Des médecins nés à l'étranger, hautement formés et éduqués, ne peuvent toujours pas exercer aux États-Unis

Le docteur Michelle Bholat (à gauche) en compagnie des docteurs Luis Zúñiga (au centre) et Félix Argueta (à droite), participant au Programme international des diplômés en médecine de l'UCLA en juin 2017. Le dr. Bholat est l'une des cofondatrices du programme. Les médecins nés à l'étranger Zúñiga et Argueta doivent faire partie du programme de résidence en 2019 et travailler pendant quelques années dans des régions mal desservies. Crédit: Avec l'aimable autorisation de UCLA Health

Ce billet de Joey Peters, paru à l’ origine sur PRI.org le 28 mars 2018, est republié ici dans le cadre d'un partenariat entre PRI et Global Voices.

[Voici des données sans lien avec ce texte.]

#[cfg(test)]
mod tests {
    use super::*;
    use growthsignal_common::XCredentials;
    use mockito::Matcher;

    fn since() -> DateTime<Utc> {
        DateTime::parse_from_rfc3339("2024-06-01T12:00:00Z")
            .unwrap()
            .with_timezone(&Utc)
    }

    fn tweet(id: &str, text: &str, reply_to: Option<&str>) -> serde_json::Value {
        serde_json::json!({
            "id_str": id,
            "full_text": text,
            "tweet_created_at": "2030-01-01T00:00:00.000000Z",
            "user": { "screen_name": "quantjane", "name": "Jane" },
            "in_reply_to_status_id_str": reply_to,
        })
    }

    fn fetcher(base: &str, fallback: Option<&str>) -> XFetcher {
        let mut config = Config::for_tests();
        config.socialdata_api_key = fallback.map(str::to_string);
        XFetcher::new(&config)
            .with_base_url(base)
            .with_pacing(Pacing::none())
            .with_topic_groups(vec![TopicGroup::new(&["trading bot"], &["algotrading"])])
    }

    #[test]
    fn query_combines_intents_topics_and_exclusions() {
        let group = TopicGroup::new(&["trading bot", "quant"], &["algotrading"]);
        let q = build_query(&["looking for", "anyone recommend"], &group, since());
        assert_eq!(
            q,
            "(\"looking for\" OR \"anyone recommend\") (\"trading bot\" OR quant OR #algotrading) \
             -filter:retweets -hiring -job -jobs lang:en since_time:1717243200"
        );
    }

    #[test]
    fn user_keywords_become_their_own_groups() {
        let f = fetcher("http://unused", Some("k"));
        let keywords: Vec<String> = vec!["trading bot".into(), "LLM".into()];
        let queries = f.queries(&keywords, since());
        assert_eq!(queries.len(), 2);
        assert!(queries[1].contains("(LLM)"));
    }

    #[test]
    fn allowlist_gate_drops_intent_only_matches() {
        let allowlist = vec!["trading bot".to_string(), "algotrading".to_string()];
        assert!(passes_allowlist("Anyone recommend a Trading Bot?", &allowlist));
        assert!(!passes_allowlist("Looking for a good pizza place in Austin", &allowlist));
    }

    #[test]
    fn normalizes_reply_context_and_url() {
        let t: Tweet = serde_json::from_value(tweet("99", "trading bot ideas?", Some("42"))).unwrap();
        let c = normalize(t).unwrap();
        assert_eq!(c.external_url, "https://x.com/quantjane/status/99");
        assert_eq!(c.author_name, "Jane");
        assert_eq!(c.author_handle, "quantjane");
        assert_eq!(c.thread_context.as_deref(), Some("Reply to tweet 42"));
    }

    #[tokio::test]
    async fn missing_key_is_a_config_error() {
        let keywords: Vec<String> = vec!["LLM".into()];
        let err = fetcher("http://unused", None)
            .fetch(&FetchRequest {
                keywords: &keywords,
                since: since(),
                credentials: None,
            })
            .await
            .unwrap_err();
        assert!(matches!(err, ListenerError::Config(_)));
    }

    #[tokio::test]
    async fn stored_key_wins_and_results_pass_the_gate() {
        let mut server = mockito::Server::new_async().await;
        let body = serde_json::json!({
            "next_cursor": null,
            "tweets": [
                tweet("1", "Anyone recommend a trading bot for ETH?", None),
                tweet("2", "Looking for a new apartment, anyone recommend a realtor?", None),
            ]
        });
        let mock = server
            .mock("GET", "/twitter/search")
            .match_query(Matcher::UrlEncoded("type".into(), "Latest".into()))
            .match_header("authorization", "Bearer stored-key")
            .with_status(200)
            .with_body(body.to_string())
            .expect(1)
            .create_async()
            .await;

        let creds = PlatformCredentials::X(XCredentials {
            api_key: "stored-key".into(),
        });
        let keywords: Vec<String> = vec![];
        let report = fetcher(&server.url(), Some("env-key"))
            .fetch(&FetchRequest {
                keywords: &keywords,
                since: since(),
                credentials: Some(&creds),
            })
            .await
            .unwrap();

        let ids: Vec<&str> = report.candidates.iter().map(|c| c.external_id.as_str()).collect();
        assert_eq!(ids, vec!["1"]);
        mock.assert_async().await;
    }

    #[tokio::test]
    async fn follows_cursor_to_the_next_page() {
        let mut server = mockito::Server::new_async().await;
        let first = serde_json::json!({
            "next_cursor": "c1",
            "tweets": [tweet("1", "Which trading bot do you use?", None)]
        });
        let second = serde_json::json!({
            "next_cursor": null,
            "tweets": [tweet("2", "My trading bot keeps losing money", None)]
        });
        server
            .mock("GET", "/twitter/search")
            .match_query(Matcher::Regex("type=Latest$".into()))
            .with_status(200)
            .with_body(first.to_string())
            .create_async()
            .await;
        server
            .mock("GET", "/twitter/search")
            .match_query(Matcher::UrlEncoded("cursor".into(), "c1".into()))
            .with_status(200)
            .with_body(second.to_string())
            .create_async()
            .await;

        let keywords: Vec<String> = vec![];
        let report = fetcher(&server.url(), Some("env-key"))
            .fetch(&FetchRequest {
                keywords: &keywords,
                since: since(),
                credentials: None,
            })
            .await
            .unwrap();

        assert_eq!(report.candidates.len(), 2);
        assert_eq!(report.failed_queries(), 0);
    }

    #[tokio::test]
    async fn failed_second_page_keeps_the_first() {
        let mut server = mockito::Server::new_async().await;
        let first = serde_json::json!({
            "next_cursor": "c1",
            "tweets": [tweet("1", "Which trading bot do you use?", None)]
        });
        server
            .mock("GET", "/twitter/search")
            .match_query(Matcher::Regex("type=Latest$".into()))
            .with_status(200)
            .with_body(first.to_string())
            .create_async()
            .await;
        server
            .mock("GET", "/twitter/search")
            .match_query(Matcher::UrlEncoded("cursor".into(), "c1".into()))
            .with_status(503)
            .with_body("upstream overloaded")
            .create_async()
            .await;

        let keywords: Vec<String> = vec![];
        let report = fetcher(&server.url(), Some("env-key"))
            .fetch(&FetchRequest {
                keywords: &keywords,
                since: since(),
                credentials: None,
            })
            .await
            .unwrap();

        let ids: Vec<&str> = report.candidates.iter().map(|c| c.external_id.as_str()).collect();
        assert_eq!(ids, vec!["1"]);
        assert_eq!(report.failed_queries(), 0);
    }
}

Consuelo López de Padilla présente le profil d'un médecin avec une formation médicale de haut niveau.

Elle a passé 15 ans dans son Venezuela natal à étudier la médecine et à travailler comme médecin. En 2001, elle a quitté les collines andines de son pays natal pour les plaines glaciales du sud du Minnesota pour passer trois ans à faire de la recherche dans l'un des centres de santé les plus prestigieux au monde, la Mayo Clinic.

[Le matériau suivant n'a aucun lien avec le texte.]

pub mod credentials;
pub mod fetchers;
pub mod filter;
pub mod listener;
pub mod persist;
pub mod store;
#[cfg(any(test, feature = "test-support"))]
pub mod testing;
#[cfg(feature = "test-utils")]
pub mod testutil;
pub mod watermark;

pub use listener::{Listener, PlatformPhase, PlatformReport, RunSummary};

Mais après avoir fondé une famille aux États-Unis, elle n'est jamais revenue au Venezuela. Il ne lui a jamais non plus été possible de travailler comme médecin.

Même si elle a mené à bien au Venezuela il y a des années les procédures pour obtenir la résidence aux États-Unis, López de Padilla doit recommencer si elle veut pratiquer la médecine familiale ici. Pendant des années, elle a eu du mal à trouver un autre programme.

“J'aimerais ne pas avoir à le faire, mais à ce stade, c'est le système”, a-t-elle dit.

Selon la coalition Massachusetts Immigrant and Refugee Advocacy (Plaidoyer pour les immigrants et les réfugiés du Massachusetts), il y a au moins de 65 000 médecins formés à l'étranger non munis de la licence pour être autorisés à exercer aux États-Unis. Pendant ce temps, de nombreuses organisations prévoient des pénuries de médecins dans les années à venir. Une étude de 2017 de l'Association des collèges médicaux américains, par exemple, prévoit un déficit de 100 000 médecins d'ici 2030. Comme les régions mal desservies continuent de croître, certains États constatent que les médecins formés à l'étranger sans licence d'exercer sont essentiels pour résoudre le problème.

À Los Angeles et au Minnesota, des programmes aident des médecins comme López de Padilla à franchir les obstacles de la pratique de la médecine – à passer des examens pour l'obtention d'une formation en internat. En retour, les participants s'engagent à fournir des soins dans les communautés mal desservies. Le Massachusetts et d'autres États considèrent ces programmes comme des modèles visant à faciliter l'insertion des médecins formés à l'étranger tout en atténuant la pénurie en personnel médical.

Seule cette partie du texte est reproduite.